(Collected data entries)
____

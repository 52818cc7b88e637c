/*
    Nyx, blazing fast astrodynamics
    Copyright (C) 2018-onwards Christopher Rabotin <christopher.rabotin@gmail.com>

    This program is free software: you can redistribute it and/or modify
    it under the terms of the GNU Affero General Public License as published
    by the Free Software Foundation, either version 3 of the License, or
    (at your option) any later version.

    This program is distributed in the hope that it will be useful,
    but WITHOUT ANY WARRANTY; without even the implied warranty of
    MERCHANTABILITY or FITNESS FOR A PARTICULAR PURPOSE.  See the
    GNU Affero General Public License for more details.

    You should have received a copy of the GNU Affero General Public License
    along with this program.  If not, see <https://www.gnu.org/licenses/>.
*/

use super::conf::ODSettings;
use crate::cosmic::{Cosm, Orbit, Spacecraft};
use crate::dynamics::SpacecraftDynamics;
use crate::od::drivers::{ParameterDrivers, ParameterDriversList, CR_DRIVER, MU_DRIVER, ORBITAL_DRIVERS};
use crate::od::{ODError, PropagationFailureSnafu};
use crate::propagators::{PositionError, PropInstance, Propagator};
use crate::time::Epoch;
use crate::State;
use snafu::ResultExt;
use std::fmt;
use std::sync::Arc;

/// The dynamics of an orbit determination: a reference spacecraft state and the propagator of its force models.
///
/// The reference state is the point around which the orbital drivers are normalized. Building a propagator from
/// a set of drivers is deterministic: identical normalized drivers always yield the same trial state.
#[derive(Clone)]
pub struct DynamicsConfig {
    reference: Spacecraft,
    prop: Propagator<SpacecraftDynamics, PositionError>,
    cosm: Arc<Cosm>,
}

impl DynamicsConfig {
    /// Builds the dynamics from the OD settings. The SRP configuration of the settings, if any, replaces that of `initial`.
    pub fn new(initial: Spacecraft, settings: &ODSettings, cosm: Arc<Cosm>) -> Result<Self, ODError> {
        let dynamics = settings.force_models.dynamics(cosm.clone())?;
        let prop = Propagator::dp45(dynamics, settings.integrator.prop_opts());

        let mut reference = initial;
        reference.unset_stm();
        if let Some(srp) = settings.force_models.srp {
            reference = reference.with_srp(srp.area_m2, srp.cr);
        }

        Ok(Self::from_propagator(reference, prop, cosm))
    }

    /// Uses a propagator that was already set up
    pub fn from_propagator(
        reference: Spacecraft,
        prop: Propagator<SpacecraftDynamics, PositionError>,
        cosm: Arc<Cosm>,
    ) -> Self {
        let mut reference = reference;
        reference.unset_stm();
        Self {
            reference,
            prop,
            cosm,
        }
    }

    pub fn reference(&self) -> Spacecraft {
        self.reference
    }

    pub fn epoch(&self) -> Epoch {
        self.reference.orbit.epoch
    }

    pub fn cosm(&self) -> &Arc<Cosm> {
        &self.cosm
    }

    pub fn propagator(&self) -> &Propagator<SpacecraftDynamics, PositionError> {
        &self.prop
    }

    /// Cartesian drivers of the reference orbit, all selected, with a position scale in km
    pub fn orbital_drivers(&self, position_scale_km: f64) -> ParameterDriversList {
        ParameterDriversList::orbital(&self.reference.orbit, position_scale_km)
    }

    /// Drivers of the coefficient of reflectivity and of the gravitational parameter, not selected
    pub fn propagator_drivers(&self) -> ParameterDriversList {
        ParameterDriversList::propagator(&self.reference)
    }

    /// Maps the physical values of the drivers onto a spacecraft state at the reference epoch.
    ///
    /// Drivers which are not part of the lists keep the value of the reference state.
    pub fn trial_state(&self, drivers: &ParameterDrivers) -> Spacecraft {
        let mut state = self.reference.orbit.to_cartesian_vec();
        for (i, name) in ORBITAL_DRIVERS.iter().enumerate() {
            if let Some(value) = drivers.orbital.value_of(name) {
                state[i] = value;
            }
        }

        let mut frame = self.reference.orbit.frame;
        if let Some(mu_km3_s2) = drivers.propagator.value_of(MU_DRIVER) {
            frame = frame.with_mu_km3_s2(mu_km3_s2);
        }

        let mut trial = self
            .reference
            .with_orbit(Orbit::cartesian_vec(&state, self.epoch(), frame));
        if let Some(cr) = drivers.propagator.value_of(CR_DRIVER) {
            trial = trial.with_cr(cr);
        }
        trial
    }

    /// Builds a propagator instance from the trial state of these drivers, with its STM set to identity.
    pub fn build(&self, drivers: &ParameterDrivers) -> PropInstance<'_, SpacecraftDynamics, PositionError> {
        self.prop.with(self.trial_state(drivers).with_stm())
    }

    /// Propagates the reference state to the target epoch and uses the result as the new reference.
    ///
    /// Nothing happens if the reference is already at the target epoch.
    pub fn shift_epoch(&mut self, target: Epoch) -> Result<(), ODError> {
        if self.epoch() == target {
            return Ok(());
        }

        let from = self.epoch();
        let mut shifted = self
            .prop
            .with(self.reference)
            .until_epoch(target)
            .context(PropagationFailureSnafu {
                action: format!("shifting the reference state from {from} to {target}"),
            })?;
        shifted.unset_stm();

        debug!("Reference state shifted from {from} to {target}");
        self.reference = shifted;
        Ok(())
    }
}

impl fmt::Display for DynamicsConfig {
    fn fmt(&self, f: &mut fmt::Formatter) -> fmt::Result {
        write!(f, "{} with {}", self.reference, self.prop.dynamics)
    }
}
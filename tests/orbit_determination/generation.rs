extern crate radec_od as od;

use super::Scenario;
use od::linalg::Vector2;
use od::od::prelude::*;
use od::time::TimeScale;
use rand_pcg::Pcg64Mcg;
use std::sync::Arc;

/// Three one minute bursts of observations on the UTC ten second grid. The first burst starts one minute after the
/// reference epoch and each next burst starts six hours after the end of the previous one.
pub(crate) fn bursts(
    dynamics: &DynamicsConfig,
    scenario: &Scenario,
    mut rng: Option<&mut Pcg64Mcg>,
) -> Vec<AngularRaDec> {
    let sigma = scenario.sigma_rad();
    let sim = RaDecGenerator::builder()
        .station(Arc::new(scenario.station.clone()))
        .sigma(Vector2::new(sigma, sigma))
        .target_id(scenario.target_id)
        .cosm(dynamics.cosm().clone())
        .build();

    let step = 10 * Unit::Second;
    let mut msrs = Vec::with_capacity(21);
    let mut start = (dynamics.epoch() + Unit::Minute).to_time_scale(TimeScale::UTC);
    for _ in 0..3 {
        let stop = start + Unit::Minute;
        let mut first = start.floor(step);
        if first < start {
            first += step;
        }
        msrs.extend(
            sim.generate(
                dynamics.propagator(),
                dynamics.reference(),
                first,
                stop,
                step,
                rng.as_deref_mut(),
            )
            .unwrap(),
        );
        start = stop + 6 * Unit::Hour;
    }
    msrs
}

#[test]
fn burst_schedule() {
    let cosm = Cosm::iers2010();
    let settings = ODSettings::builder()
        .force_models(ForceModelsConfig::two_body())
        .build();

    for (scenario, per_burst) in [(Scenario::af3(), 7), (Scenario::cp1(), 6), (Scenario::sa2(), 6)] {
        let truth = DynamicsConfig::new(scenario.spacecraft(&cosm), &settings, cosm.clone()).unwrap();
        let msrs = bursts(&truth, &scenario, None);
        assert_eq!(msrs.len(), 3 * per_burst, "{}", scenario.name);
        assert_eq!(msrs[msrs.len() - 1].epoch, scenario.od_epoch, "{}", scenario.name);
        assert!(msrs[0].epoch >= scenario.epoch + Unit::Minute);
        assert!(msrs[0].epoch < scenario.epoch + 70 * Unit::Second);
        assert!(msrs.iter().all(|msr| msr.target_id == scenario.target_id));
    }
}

____

What to produce:
Transcribe, exactly and without additions, the lines of the records above, beginning with the line that contains "state shifted from" and ending with the line that contains "assert_eq!(msrs.len(), 3 *", both included.

Answer space:
        debug!("Reference state shifted from {from} to {target}");
        self.reference = shifted;
        Ok(())
    }
}

impl fmt::Display for DynamicsConfig {
    fn fmt(&self, f: &mut fmt::Formatter) -> fmt::Result {
        write!(f, "{} with {}", self.reference, self.prop.dynamics)
    }
}
filename tests/orbit_determination/generation.rs
extern crate radec_od as od;

use super::Scenario;
use od::linalg::Vector2;
use od::od::prelude::*;
use od::time::TimeScale;
use rand_pcg::Pcg64Mcg;
use std::sync::Arc;

/// Three one minute bursts of observations on the UTC ten second grid. The first burst starts one minute after the
/// reference epoch and each next burst starts six hours after the end of the previous one.
pub(crate) fn bursts(
    dynamics: &DynamicsConfig,
    scenario: &Scenario,
    mut rng: Option<&mut Pcg64Mcg>,
) -> Vec<AngularRaDec> {
    let sigma = scenario.sigma_rad();
    let sim = RaDecGenerator::builder()
        .station(Arc::new(scenario.station.clone()))
        .sigma(Vector2::new(sigma, sigma))
        .target_id(scenario.target_id)
        .cosm(dynamics.cosm().clone())
        .build();

    let step = 10 * Unit::Second;
    let mut msrs = Vec::with_capacity(21);
    let mut start = (dynamics.epoch() + Unit::Minute).to_time_scale(TimeScale::UTC);
    for _ in 0..3 {
        let stop = start + Unit::Minute;
        let mut first = start.floor(step);
        if first < start {
            first += step;
        }
        msrs.extend(
            sim.generate(
                dynamics.propagator(),
                dynamics.reference(),
                first,
                stop,
                step,
                rng.as_deref_mut(),
            )
            .unwrap(),
        );
        start = stop + 6 * Unit::Hour;
    }
    msrs
}

#[test]
fn burst_schedule() {
    let cosm = Cosm::iers2010();
    let settings = ODSettings::builder()
        .force_models(ForceModelsConfig::two_body())
        .build();

    for (scenario, per_burst) in [(Scenario::af3(), 7), (Scenario::cp1(), 6), (Scenario::sa2(), 6)] {
        let truth = DynamicsConfig::new(scenario.spacecraft(&cosm), &settings, cosm.clone()).unwrap();
        let msrs = bursts(&truth, &scenario, None);
        assert_eq!(msrs.len(), 3 * per_burst, "{}", scenario.name);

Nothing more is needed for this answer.